> **Aim of the exercise**
Quote exactly, and only, the lines of the material below from the line with "holds a non-numeric" through the line with "every implementation reports.".

> **Entries provided**
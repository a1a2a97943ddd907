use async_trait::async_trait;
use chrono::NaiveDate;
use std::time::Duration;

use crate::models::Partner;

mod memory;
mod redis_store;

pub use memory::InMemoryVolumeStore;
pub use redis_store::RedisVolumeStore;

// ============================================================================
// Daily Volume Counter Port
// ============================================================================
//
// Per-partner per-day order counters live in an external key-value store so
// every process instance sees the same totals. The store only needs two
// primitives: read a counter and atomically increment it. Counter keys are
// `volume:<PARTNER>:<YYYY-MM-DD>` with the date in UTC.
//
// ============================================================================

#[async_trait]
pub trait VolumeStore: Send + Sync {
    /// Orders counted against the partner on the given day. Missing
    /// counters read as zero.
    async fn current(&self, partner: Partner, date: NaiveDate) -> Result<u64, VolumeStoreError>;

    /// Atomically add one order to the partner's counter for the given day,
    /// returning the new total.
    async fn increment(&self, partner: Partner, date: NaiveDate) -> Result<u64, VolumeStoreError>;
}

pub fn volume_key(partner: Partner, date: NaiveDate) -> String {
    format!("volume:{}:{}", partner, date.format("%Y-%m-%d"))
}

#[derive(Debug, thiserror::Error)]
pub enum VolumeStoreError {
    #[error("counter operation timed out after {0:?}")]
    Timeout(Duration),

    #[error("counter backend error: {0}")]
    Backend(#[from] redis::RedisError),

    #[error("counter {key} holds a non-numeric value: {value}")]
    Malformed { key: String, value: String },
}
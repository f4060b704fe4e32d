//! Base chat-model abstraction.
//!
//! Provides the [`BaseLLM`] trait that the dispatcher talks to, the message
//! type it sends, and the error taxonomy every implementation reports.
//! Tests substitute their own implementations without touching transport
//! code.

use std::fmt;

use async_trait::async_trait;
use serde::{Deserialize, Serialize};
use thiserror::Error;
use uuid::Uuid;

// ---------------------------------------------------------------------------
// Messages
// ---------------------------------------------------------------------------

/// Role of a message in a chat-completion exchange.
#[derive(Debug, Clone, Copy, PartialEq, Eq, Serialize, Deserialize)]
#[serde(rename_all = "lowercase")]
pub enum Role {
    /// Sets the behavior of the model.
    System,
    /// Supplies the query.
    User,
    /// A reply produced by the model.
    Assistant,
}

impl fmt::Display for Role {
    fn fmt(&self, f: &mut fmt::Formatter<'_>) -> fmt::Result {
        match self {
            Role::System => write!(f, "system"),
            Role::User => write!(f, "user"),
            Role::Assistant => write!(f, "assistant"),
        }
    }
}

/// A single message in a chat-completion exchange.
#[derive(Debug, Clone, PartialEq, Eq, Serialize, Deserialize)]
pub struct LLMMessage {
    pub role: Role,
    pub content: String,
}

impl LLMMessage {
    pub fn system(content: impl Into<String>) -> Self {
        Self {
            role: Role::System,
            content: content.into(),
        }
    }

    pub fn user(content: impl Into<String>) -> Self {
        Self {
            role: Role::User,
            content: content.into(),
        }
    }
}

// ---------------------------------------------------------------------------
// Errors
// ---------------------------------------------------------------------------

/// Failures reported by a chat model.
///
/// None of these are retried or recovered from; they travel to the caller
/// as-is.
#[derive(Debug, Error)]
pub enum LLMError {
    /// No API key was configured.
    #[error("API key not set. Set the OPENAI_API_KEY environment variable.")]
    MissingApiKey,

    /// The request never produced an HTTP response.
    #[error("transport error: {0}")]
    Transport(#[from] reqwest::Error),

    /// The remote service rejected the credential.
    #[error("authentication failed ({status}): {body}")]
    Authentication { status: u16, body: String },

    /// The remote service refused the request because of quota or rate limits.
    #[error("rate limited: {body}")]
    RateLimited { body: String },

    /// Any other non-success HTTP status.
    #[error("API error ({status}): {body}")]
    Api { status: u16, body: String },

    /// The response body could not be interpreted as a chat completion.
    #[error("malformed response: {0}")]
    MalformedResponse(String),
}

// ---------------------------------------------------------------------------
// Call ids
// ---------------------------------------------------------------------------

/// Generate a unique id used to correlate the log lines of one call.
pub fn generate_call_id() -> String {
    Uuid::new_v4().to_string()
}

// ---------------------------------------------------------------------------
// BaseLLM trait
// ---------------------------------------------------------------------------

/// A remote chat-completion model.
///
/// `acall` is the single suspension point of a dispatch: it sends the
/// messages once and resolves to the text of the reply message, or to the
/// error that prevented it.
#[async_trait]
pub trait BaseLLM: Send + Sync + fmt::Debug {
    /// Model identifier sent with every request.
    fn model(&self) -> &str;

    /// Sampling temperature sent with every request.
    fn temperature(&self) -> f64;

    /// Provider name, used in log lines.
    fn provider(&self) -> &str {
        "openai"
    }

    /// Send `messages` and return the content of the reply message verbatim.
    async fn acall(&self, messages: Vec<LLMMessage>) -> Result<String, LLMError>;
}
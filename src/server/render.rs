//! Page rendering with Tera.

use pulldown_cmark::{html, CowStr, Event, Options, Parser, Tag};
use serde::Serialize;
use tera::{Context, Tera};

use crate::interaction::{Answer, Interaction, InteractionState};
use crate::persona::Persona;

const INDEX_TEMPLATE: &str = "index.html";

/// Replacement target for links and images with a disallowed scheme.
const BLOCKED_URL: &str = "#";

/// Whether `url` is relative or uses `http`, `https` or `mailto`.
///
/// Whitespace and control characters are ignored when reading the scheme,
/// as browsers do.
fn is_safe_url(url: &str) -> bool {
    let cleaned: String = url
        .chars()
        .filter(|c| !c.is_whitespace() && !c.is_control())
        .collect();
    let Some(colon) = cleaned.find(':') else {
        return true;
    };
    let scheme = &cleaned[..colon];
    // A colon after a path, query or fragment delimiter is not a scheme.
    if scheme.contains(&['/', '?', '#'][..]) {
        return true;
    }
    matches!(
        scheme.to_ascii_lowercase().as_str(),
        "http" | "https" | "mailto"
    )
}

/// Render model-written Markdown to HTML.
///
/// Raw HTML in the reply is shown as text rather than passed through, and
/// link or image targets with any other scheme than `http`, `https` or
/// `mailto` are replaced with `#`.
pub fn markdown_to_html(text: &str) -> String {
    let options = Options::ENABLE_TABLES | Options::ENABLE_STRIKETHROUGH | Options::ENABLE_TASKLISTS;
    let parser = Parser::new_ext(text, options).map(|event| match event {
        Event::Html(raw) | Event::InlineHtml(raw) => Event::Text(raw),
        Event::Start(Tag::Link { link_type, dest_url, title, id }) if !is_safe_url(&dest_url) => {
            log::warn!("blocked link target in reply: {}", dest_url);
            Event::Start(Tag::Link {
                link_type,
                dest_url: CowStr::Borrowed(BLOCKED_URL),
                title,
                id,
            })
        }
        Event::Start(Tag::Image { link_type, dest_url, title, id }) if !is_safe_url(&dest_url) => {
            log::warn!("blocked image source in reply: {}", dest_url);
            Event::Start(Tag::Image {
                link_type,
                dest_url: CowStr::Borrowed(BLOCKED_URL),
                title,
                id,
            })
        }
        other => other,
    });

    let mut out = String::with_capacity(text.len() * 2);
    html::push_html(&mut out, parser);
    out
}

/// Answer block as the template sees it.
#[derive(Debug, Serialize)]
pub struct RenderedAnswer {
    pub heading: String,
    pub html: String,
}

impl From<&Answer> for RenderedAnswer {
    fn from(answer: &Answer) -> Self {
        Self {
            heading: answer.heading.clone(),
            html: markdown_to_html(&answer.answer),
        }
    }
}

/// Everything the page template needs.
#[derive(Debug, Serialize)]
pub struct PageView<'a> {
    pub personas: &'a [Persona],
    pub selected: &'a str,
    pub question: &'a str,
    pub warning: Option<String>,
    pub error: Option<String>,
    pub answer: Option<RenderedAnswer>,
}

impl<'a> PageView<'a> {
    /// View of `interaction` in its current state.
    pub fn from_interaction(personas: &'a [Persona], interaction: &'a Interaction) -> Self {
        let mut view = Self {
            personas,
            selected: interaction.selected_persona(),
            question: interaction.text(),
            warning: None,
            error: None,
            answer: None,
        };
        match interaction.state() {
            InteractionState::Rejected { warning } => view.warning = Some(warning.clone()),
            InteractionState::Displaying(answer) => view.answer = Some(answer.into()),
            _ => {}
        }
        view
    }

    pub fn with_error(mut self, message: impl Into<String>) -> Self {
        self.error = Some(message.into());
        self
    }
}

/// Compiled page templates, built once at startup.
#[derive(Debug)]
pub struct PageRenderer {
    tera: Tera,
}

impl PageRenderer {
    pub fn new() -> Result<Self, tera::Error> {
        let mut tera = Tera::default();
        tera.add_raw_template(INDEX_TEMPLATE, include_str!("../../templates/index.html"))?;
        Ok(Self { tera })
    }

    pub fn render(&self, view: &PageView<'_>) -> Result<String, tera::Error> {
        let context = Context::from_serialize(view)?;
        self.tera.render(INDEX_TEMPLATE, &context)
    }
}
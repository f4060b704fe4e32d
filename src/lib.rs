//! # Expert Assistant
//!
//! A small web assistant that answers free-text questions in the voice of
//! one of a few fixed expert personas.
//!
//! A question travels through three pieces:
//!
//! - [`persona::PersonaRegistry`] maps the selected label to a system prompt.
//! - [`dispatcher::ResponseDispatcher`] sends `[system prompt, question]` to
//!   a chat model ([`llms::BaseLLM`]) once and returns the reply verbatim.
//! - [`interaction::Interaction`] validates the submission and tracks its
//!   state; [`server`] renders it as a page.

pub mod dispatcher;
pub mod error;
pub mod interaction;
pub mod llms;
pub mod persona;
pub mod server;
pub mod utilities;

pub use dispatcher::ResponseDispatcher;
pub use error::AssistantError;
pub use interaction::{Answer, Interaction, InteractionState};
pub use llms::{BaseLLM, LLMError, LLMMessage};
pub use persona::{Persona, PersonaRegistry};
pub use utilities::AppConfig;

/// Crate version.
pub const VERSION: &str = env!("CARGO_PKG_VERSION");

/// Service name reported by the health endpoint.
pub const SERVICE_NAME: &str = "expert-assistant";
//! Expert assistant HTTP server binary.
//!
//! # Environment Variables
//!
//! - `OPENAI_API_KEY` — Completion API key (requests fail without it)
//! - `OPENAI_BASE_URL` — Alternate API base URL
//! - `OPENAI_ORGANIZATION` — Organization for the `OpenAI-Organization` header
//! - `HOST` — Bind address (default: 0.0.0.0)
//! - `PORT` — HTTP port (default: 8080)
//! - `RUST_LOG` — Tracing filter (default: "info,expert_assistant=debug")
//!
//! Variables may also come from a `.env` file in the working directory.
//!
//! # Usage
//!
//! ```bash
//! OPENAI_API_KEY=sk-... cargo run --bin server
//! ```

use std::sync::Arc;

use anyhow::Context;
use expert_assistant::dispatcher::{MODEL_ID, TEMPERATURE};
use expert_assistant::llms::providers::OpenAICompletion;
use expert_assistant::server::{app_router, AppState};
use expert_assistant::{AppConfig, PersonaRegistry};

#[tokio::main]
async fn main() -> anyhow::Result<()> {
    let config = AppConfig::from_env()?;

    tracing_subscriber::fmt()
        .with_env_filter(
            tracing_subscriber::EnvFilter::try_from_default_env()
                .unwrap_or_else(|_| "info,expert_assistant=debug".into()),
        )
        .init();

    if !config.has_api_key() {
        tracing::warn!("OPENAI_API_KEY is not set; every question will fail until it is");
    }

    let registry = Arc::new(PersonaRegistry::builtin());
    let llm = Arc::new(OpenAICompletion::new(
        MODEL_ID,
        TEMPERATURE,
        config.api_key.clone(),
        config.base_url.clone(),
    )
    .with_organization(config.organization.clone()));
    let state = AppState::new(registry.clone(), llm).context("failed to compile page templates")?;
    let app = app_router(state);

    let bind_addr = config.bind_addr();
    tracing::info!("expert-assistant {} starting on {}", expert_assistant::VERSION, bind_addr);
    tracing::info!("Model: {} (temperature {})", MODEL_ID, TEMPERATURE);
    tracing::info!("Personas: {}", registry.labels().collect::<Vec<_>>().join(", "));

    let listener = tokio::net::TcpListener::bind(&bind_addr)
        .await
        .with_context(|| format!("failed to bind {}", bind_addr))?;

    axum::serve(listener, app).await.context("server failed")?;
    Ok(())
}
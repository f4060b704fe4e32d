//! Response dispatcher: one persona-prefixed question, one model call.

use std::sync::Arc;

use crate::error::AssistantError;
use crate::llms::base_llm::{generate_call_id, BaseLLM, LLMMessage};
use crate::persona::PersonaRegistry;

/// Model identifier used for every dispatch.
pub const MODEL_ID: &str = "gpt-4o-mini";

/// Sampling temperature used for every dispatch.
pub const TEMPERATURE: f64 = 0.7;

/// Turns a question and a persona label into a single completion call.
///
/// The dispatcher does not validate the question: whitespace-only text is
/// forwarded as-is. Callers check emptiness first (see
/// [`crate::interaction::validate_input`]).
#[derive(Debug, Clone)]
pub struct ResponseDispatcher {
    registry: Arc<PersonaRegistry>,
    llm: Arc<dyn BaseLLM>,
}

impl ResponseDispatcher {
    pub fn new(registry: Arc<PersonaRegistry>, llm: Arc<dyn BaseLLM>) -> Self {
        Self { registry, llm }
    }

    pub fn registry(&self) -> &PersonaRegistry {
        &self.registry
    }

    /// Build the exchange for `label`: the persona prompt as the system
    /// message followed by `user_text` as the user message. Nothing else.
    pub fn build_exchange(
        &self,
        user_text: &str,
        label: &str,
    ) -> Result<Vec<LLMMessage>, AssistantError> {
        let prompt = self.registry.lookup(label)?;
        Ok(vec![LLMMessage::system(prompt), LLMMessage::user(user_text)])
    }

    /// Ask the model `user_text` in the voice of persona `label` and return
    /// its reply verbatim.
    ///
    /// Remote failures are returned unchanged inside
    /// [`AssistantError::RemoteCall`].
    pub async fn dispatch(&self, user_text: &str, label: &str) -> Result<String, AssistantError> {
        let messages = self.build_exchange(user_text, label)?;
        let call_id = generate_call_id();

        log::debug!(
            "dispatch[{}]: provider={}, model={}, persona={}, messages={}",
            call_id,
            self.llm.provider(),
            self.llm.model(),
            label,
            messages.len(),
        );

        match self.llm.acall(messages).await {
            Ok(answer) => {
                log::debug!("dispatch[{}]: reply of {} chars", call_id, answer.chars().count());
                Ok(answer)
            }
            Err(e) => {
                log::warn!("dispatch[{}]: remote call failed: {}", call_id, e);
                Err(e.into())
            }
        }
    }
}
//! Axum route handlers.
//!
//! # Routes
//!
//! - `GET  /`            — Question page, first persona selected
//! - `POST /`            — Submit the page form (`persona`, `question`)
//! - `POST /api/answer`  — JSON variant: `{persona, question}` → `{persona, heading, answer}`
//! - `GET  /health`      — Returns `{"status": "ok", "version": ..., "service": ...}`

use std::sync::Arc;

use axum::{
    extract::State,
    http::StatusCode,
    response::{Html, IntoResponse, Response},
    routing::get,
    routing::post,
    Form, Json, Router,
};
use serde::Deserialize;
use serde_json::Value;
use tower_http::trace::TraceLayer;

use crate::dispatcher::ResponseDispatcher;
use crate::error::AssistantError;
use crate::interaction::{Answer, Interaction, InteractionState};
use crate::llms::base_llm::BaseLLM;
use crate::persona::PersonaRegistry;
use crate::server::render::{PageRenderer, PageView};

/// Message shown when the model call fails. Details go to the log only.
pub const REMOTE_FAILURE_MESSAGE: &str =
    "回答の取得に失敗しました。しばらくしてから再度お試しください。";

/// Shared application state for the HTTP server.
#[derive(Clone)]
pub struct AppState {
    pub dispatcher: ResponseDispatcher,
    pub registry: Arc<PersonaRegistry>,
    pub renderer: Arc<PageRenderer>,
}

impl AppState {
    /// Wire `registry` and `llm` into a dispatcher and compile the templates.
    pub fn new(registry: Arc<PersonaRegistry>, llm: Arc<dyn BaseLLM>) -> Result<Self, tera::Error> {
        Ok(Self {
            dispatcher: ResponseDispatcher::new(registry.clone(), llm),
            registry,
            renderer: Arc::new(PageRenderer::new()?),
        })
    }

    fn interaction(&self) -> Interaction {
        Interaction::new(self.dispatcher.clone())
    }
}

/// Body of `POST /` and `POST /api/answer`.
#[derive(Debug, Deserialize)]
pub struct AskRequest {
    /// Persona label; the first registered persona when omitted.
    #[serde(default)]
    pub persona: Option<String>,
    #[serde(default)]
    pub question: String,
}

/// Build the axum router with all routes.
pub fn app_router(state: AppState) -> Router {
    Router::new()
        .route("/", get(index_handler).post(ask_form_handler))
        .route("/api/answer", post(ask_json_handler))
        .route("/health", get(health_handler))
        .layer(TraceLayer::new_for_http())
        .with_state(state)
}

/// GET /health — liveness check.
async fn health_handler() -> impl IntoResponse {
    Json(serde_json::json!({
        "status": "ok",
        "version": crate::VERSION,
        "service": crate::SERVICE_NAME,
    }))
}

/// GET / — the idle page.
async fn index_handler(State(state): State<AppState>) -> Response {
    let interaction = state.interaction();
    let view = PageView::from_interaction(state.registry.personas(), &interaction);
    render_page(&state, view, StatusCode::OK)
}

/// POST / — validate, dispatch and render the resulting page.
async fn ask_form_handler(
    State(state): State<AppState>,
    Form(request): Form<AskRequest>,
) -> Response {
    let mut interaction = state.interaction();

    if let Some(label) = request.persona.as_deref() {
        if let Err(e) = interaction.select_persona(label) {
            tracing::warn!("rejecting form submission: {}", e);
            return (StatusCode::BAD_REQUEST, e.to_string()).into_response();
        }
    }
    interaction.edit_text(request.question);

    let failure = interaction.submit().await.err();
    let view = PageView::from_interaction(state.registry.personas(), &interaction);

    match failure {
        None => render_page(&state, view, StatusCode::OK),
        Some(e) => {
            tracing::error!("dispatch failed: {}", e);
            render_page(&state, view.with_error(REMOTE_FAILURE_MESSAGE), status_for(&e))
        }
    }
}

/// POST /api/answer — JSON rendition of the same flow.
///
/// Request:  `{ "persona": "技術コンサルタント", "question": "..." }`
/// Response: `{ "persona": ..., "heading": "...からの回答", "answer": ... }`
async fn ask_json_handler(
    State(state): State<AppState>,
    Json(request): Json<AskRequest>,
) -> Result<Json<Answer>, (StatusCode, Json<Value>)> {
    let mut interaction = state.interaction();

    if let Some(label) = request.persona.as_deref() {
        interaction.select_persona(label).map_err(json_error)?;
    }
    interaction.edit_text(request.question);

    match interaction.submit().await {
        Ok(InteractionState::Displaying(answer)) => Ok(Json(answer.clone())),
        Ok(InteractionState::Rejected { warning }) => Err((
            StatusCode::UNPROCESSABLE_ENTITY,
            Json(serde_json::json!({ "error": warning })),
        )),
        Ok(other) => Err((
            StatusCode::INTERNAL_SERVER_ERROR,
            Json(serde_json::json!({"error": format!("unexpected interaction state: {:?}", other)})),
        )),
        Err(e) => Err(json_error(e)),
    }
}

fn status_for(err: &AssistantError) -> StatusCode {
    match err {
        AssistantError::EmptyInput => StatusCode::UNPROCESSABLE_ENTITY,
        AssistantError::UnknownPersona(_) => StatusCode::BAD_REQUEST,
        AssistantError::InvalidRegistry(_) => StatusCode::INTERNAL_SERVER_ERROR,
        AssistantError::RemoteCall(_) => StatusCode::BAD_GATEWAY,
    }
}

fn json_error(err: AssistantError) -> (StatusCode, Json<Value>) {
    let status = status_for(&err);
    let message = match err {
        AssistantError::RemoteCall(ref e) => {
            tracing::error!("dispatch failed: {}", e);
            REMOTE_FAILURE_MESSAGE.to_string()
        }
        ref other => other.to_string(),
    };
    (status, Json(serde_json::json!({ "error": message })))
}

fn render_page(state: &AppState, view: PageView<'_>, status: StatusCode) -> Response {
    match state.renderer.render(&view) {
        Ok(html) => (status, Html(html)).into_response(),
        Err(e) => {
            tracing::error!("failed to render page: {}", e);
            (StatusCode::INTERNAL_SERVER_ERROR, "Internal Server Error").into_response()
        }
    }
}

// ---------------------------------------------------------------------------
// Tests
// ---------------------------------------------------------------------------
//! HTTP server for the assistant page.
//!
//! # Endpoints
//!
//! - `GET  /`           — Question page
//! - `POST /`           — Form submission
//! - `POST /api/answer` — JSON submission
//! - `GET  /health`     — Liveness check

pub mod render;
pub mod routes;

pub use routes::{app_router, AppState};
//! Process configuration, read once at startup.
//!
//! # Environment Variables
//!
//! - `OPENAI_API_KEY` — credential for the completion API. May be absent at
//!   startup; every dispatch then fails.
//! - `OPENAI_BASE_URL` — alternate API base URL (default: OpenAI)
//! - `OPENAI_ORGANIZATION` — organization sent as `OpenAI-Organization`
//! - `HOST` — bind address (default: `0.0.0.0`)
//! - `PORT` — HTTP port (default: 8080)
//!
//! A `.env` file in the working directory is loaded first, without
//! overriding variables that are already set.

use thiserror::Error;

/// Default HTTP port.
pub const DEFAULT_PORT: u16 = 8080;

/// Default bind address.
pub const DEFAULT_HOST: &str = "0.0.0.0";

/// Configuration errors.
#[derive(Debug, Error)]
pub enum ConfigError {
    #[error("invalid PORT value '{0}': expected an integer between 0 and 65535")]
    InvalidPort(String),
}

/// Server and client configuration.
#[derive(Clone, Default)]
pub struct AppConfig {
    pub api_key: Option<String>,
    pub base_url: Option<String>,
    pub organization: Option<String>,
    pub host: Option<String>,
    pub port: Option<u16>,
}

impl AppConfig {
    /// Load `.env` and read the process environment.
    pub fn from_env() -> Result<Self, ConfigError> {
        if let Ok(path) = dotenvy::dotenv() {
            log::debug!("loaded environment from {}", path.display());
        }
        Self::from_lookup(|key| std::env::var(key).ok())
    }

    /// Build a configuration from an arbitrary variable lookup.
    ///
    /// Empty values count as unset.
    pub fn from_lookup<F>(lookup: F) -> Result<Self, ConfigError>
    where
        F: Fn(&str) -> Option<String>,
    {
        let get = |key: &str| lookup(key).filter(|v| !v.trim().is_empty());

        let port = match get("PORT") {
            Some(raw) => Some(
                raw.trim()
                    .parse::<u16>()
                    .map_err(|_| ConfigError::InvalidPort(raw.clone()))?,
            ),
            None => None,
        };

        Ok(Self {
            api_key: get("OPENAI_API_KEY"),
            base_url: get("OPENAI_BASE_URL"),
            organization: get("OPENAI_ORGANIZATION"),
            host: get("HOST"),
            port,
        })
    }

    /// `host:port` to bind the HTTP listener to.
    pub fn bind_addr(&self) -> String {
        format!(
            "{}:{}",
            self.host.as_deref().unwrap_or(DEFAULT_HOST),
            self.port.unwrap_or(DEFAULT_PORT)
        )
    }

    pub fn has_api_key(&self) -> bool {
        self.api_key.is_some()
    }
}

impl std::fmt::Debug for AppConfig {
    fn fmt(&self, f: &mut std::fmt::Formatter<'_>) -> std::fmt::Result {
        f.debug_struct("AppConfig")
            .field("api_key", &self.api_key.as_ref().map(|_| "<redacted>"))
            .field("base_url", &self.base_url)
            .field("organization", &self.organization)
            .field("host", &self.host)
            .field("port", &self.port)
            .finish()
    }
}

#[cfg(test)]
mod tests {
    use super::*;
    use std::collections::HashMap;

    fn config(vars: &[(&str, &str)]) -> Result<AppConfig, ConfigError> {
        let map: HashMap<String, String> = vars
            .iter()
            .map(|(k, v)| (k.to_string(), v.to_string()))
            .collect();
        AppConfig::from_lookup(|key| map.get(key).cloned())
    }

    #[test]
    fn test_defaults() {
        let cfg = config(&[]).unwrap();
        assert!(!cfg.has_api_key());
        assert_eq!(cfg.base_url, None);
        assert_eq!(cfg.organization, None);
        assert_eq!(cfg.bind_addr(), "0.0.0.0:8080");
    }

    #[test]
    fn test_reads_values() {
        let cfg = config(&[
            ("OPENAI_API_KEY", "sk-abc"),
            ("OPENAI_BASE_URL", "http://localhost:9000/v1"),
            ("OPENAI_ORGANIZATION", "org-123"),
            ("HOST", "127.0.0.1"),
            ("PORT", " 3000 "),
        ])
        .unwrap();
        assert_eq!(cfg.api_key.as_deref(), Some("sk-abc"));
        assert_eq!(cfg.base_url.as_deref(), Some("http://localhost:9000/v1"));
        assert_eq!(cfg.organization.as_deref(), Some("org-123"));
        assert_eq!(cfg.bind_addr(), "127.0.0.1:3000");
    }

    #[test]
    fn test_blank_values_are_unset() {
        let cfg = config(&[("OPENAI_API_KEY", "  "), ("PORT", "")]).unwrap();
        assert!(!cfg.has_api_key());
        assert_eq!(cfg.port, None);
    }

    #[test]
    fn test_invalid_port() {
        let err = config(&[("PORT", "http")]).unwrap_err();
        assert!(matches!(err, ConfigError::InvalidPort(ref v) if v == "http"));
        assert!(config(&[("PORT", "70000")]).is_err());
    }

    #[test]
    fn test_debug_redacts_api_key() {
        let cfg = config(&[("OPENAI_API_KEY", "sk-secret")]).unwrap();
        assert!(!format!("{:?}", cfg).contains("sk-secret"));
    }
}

> **Expected output**
    #[error("counter {key} holds a non-numeric value: {value}")]
    Malformed { key: String, value: String },
}
repository f4060b704fe4e32d
//! Base chat-model abstraction.
//!
//! Provides the [`BaseLLM`] trait that the dispatcher talks to, the message
//! type it sends, and the error taxonomy every implementation reports.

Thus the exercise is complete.